SINGAPORE - When 65-year-old Madam Lee picked up a call on her land line on Wednesday (Nov 13), she thought it was a Singtel customer service personnel who was contacting her about problems with her broadband connection.
The caller said he would rectify any problems with her Wi-Fi connection if she followed his instructions, and Madam Lee believed him.
This resulted in her staying on the call for over two hours, following the man's detailed instructions on what to do on her computer.
This included her having to give the man - who she said did not sound Singaporean - remote access to the computer.
Over a two-hour period, the caller also had Madam Lee open her Internet banking account and give him some very personal information - including a one-time password and her latest transactions.
The caller even told Madam Lee that he would connect her to the "cyber police". She was then connected to another scammer, who told her that her IP address was being used in various countries.
Little did she know that these were scam callers, who later made off with over $300,000 from three different bank accounts. No part of this sum was recovered.
"Throughout this process, they kept telling me not to talk to anybody, not to inform anybody, and to keep the land line on and my hand phone switched off," Madam Lee said.
"Not knowing anything, I just followed through. That's when it all happened."
The scammers went so far as to tell Madam Lee that her Singtel IP address was being used by people from other countries: and they convinced her to believe them by sending her a world map and a message from the "Interpol" with a picture attached of a Russian man who was supposedly using her account.
"They even told me to write down some codes - and that the cyber police would come to my home and I should pass the codes to them," she said.
After she hung up, she tried to call the official Singtel customer service number on another line, but could not get through.
Feeling uneasy, she called her bank - and found out that various transfers were made from her account to a local account and foreign accounts as well.
It turned out that the scammers had also raised the withdrawal limit on her accounts in order to make a bigger transfer at once.
"It was very traumatising because it didn't only affect me - it affected my family members who had joint accounts with me too," Madam Lee said.

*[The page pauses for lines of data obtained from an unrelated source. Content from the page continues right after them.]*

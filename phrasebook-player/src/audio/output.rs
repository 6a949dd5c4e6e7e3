//! Audio output using cpal
//!
//! One output stream per clip. The stream callback reads the decoded
//! samples through an atomic cursor; pause leaves the cursor in place
//! and the callback emits silence until resumed. cpal streams are not
//! `Send`, so each stream lives on its own thread and the resource talks
//! to it through the shared playout state plus a release channel.

use cpal::traits::{DeviceTrait, HostTrait, StreamTrait};
use std::path::Path;
use std::sync::atomic::{AtomicBool, AtomicUsize, Ordering};
use std::sync::{mpsc, Arc, Mutex};
use std::time::Duration;
use tracing::{debug, error, warn};

use crate::audio::{decoder, resampler};
use crate::error::{Error, Result};
use crate::session::resource::{AudioBackend, CompletionHook, PlaybackResource};

/// Production backend: whole-clip decode plus a per-clip cpal stream
pub struct CpalBackend {
    /// Output device sample rate, captured at startup; decoded clips are
    /// converted to this rate before playback.
    sample_rate: u32,
}

impl CpalBackend {
    /// Probe the default output device so a missing device fails at
    /// startup rather than on the first selection.
    pub fn new() -> Result<Self> {
        let config = default_output_config()?;
        Ok(Self {
            sample_rate: config.sample_rate().0,
        })
    }
}

impl AudioBackend for CpalBackend {
    fn create(
        &self,
        audio: &Path,
        completion: CompletionHook,
    ) -> Result<Box<dyn PlaybackResource>> {
        let pcm = decoder::decode_clip(audio)?;
        let samples = if pcm.sample_rate != self.sample_rate {
            resampler::resample(&pcm.samples, pcm.sample_rate, self.sample_rate, 2)?
        } else {
            pcm.samples
        };

        let resource = ClipResource::build(samples, self.sample_rate, completion)?;
        Ok(Box::new(resource))
    }
}

fn default_output_config() -> Result<cpal::SupportedStreamConfig> {
    let host = cpal::default_host();
    let device = host
        .default_output_device()
        .ok_or_else(|| Error::AudioOutput("no output device available".to_string()))?;
    device
        .default_output_config()
        .map_err(|e| Error::AudioOutput(format!("no default output config: {}", e)))
}

/// State shared between the resource handle and the stream callback
struct PlayoutState {
    /// Interleaved stereo samples at the device rate
    samples: Vec<f32>,

    /// Next sample index to emit. Pausing leaves it untouched, which is
    /// what retains the playback position.
    cursor: AtomicUsize,

    paused: AtomicBool,
    done: AtomicBool,

    /// Fired exactly once, when the cursor crosses the end
    completion: Mutex<Option<CompletionHook>>,
}

/// A decoded clip bound to a live cpal output stream
pub struct ClipResource {
    playout: Arc<PlayoutState>,
    sample_rate: u32,
    release_tx: mpsc::Sender<()>,
    thread: Option<std::thread::JoinHandle<()>>,
}

impl ClipResource {
    fn build(samples: Vec<f32>, sample_rate: u32, completion: CompletionHook) -> Result<Self> {
        let playout = Arc::new(PlayoutState {
            samples,
            cursor: AtomicUsize::new(0),
            // Created paused; `start()` opens the gate.
            paused: AtomicBool::new(true),
            done: AtomicBool::new(false),
            completion: Mutex::new(Some(completion)),
        });

        let (release_tx, release_rx) = mpsc::channel();
        let (ready_tx, ready_rx) = mpsc::channel();
        let thread_playout = Arc::clone(&playout);

        let thread = std::thread::Builder::new()
            .name("clip-playout".to_string())
            .spawn(move || match open_stream(thread_playout) {
                Ok(stream) => {
                    let _ = ready_tx.send(Ok(()));
                    // Hold the stream until released; a dropped sender
                    // releases it too.
                    let _ = release_rx.recv();
                    drop(stream);
                }
                Err(e) => {
                    let _ = ready_tx.send(Err(e));
                }
            })
            .map_err(|e| Error::AudioOutput(format!("failed to spawn playout thread: {}", e)))?;

        match ready_rx.recv() {
            Ok(Ok(())) => Ok(Self {
                playout,
                sample_rate,
                release_tx,
                thread: Some(thread),
            }),
            Ok(Err(e)) => {
                let _ = thread.join();
                Err(e)
            }
            Err(_) => Err(Error::AudioOutput(
                "playout thread exited before reporting readiness".to_string(),
            )),
        }
    }
}

impl PlaybackResource for ClipResource {
    fn start(&mut self) -> Result<()> {
        self.playout.paused.store(false, Ordering::Release);
        Ok(())
    }

    fn pause(&mut self) -> Result<()> {
        self.playout.paused.store(true, Ordering::Release);
        Ok(())
    }

    fn seek(&mut self, position: Duration) -> Result<()> {
        let frame = (position.as_secs_f64() * self.sample_rate as f64) as usize;
        let sample = (frame * 2).min(self.playout.samples.len());
        self.playout.cursor.store(sample, Ordering::Release);
        Ok(())
    }

    fn position(&self) -> Duration {
        let frames = self.playout.cursor.load(Ordering::Acquire) / 2;
        Duration::from_secs_f64(frames as f64 / self.sample_rate as f64)
    }

    fn release(mut self: Box<Self>) {
        self.playout.paused.store(true, Ordering::Release);
        if self.release_tx.send(()).is_err() {
            debug!("Playout thread already gone");
        }
        if let Some(thread) = self.thread.take() {
            if thread.join().is_err() {
                warn!("Playout thread panicked during release");
            }
        }
    }
}

impl Drop for ClipResource {
    fn drop(&mut self) {
        // Backstop for a resource dropped without `release()`: stop the
        // thread, but never block here.
        let _ = self.release_tx.send(());
    }
}

fn open_stream(playout: Arc<PlayoutState>) -> Result<cpal::Stream> {
    let host = cpal::default_host();
    let device = host
        .default_output_device()
        .ok_or_else(|| Error::AudioOutput("no output device available".to_string()))?;
    let supported = device
        .default_output_config()
        .map_err(|e| Error::AudioOutput(format!("no default output config: {}", e)))?;

    let channels = supported.channels() as usize;
    let config = supported.config();

    let stream = match supported.sample_format() {
        cpal::SampleFormat::F32 => build_stream::<f32>(&device, &config, channels, playout),
        cpal::SampleFormat::I16 => build_stream::<i16>(&device, &config, channels, playout),
        cpal::SampleFormat::U16 => build_stream::<u16>(&device, &config, channels, playout),
        format => {
            return Err(Error::AudioOutput(format!(
                "unsupported sample format: {:?}",
                format
            )))
        }
    }?;

    stream
        .play()
        .map_err(|e| Error::AudioOutput(format!("failed to start stream: {}", e)))?;

    Ok(stream)
}

fn build_stream<T: cpal::SizedSample + cpal::FromSample<f32>>(
    device: &cpal::Device,
    config: &cpal::StreamConfig,
    channels: usize,
    playout: Arc<PlayoutState>,
) -> Result<cpal::Stream> {
    device
        .build_output_stream(
            config,
            move |data: &mut [T], _: &cpal::OutputCallbackInfo| {
                fill_output(data, channels, &playout)
            },
            move |err| {
                error!("Audio output error: {}", err);
            },
            None,
        )
        .map_err(|e| Error::AudioOutput(format!("failed to build output stream: {}", e)))
}

/// Fill one output buffer from the playout state.
fn fill_output<T: cpal::SizedSample + cpal::FromSample<f32>>(
    data: &mut [T],
    channels: usize,
    playout: &PlayoutState,
) {
    let silence = T::from_sample(0.0f32);

    if playout.paused.load(Ordering::Acquire) || playout.done.load(Ordering::Acquire) {
        for sample in data.iter_mut() {
            *sample = silence;
        }
        return;
    }

    let total = playout.samples.len();
    let mut cursor = playout.cursor.load(Ordering::Acquire);

    for frame in data.chunks_mut(channels.max(1)) {
        if cursor + 1 < total {
            let left = playout.samples[cursor];
            let right = playout.samples[cursor + 1];
            cursor += 2;
            write_frame(frame, left, right);
        } else {
            for sample in frame.iter_mut() {
                *sample = silence;
            }
        }
    }

    playout.cursor.store(cursor, Ordering::Release);

    if cursor + 1 >= total && !playout.done.swap(true, Ordering::AcqRel) {
        if let Some(hook) = playout.completion.lock().unwrap().take() {
            hook.fire();
        }
    }
}

/// Map one stereo sample pair onto a device frame of any width.
fn write_frame<T: cpal::SizedSample + cpal::FromSample<f32>>(
    frame: &mut [T],
    left: f32,
    right: f32,
) {
    match frame.len() {
        0 => {}
        1 => frame[0] = T::from_sample((left + right) * 0.5),
        _ => {
            frame[0] = T::from_sample(left);
            frame[1] = T::from_sample(right);
            for sample in &mut frame[2..] {
                *sample = T::from_sample(0.0f32);
            }
        }
    }
}

#[cfg(test)]
mod tests {
    use super::*;
    use crate::session::engine::SessionMsg;
    use tokio::sync::mpsc as tokio_mpsc;

    fn playout_with_hook(
        samples: Vec<f32>,
    ) -> (PlayoutState, tokio_mpsc::UnboundedReceiver<SessionMsg>) {
        let (tx, rx) = tokio_mpsc::unbounded_channel();
        let state = PlayoutState {
            samples,
            cursor: AtomicUsize::new(0),
            paused: AtomicBool::new(false),
            done: AtomicBool::new(false),
            completion: Mutex::new(Some(CompletionHook::new(3, tx))),
        };
        (state, rx)
    }

    #[test]
    fn test_fill_output_advances_cursor() {
        let (playout, _rx) = playout_with_hook(vec![0.1; 64]);
        let mut buffer = vec![0.0f32; 16]; // 8 stereo frames

        fill_output(&mut buffer, 2, &playout);

        assert_eq!(playout.cursor.load(Ordering::Acquire), 16);
        assert_eq!(buffer[0], 0.1);
        assert!(!playout.done.load(Ordering::Acquire));
    }

    #[test]
    fn test_fill_output_paused_emits_silence_and_holds_cursor() {
        let (playout, _rx) = playout_with_hook(vec![0.5; 64]);
        playout.cursor.store(10, Ordering::Release);
        playout.paused.store(true, Ordering::Release);

        let mut buffer = vec![1.0f32; 16];
        fill_output(&mut buffer, 2, &playout);

        assert!(buffer.iter().all(|&s| s == 0.0));
        assert_eq!(playout.cursor.load(Ordering::Acquire), 10);
    }

    #[test]
    fn test_completion_fires_exactly_once() {
        let (playout, mut rx) = playout_with_hook(vec![0.2; 8]);
        let mut buffer = vec![0.0f32; 16];

        fill_output(&mut buffer, 2, &playout);
        assert!(playout.done.load(Ordering::Acquire));
        match rx.try_recv() {
            Ok(SessionMsg::Completed { generation }) => assert_eq!(generation, 3),
            other => panic!("expected completion, got {:?}", other),
        }

        // Further callbacks stay silent and never fire again
        fill_output(&mut buffer, 2, &playout);
        assert!(rx.try_recv().is_err());
    }

    #[test]
    fn test_write_frame_mono_device() {
        let mut frame = [0.0f32];
        write_frame(&mut frame, 0.2, 0.4);
        assert!((frame[0] - 0.3).abs() < 1e-6);
    }

    #[test]
    fn test_write_frame_surround_device_pads_silence() {
        let mut frame = [9.0f32; 6];
        write_frame(&mut frame, 0.2, 0.4);
        assert_eq!(frame[0], 0.2);
        assert_eq!(frame[1], 0.4);
        assert!(frame[2..].iter().all(|&s| s == 0.0));
    }
}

The Singapore Police Force (SPF) warned that a significant number of such scams has been reported recently.
From January to October this year, at least 156 reports of these scams were lodged, with victims losing at least $6 million in all. In October alone, at least 50 victims fell prey to scams similar to what Madam Lee encountered, in which the scammers impersonate personnel from local telecommunication service providers such as Singtel and StarHub, or even police officers, to gain remote access to the victims' computers.
"The scammers would deceive victims into believing that there were issues with their modem or Internet connection and would direct the victims to download and install software applications such as TeamViewer or AnyDesk onto their computers, on the pretext that doing so would give them remote access to the victim's computers in order to help resolve the issues," said the SPF.
In other cases, the scammers even would claim to be from the "Cyber Crime Department of Singapore" or the "Cyber Police of Singapore" to deceive victims into believing that they had committed a criminal offence.
The scammers would then direct the victims to download and install remote desktop software on their computers, on the pretext that doing so would assist in the investigations.
The scammers would then use the software applications to access the computers remotely. After the victims were logged into their bank accounts, on the scammers' instructions, funds would be transferred out of their bank account.
SPF advises members of the public who have fallen prey to such scams to immediately turn off their computers, report the incident to their bank to halt further activities on their accounts, and make a police report. One-time passwords for banking transactions should never be given to other parties.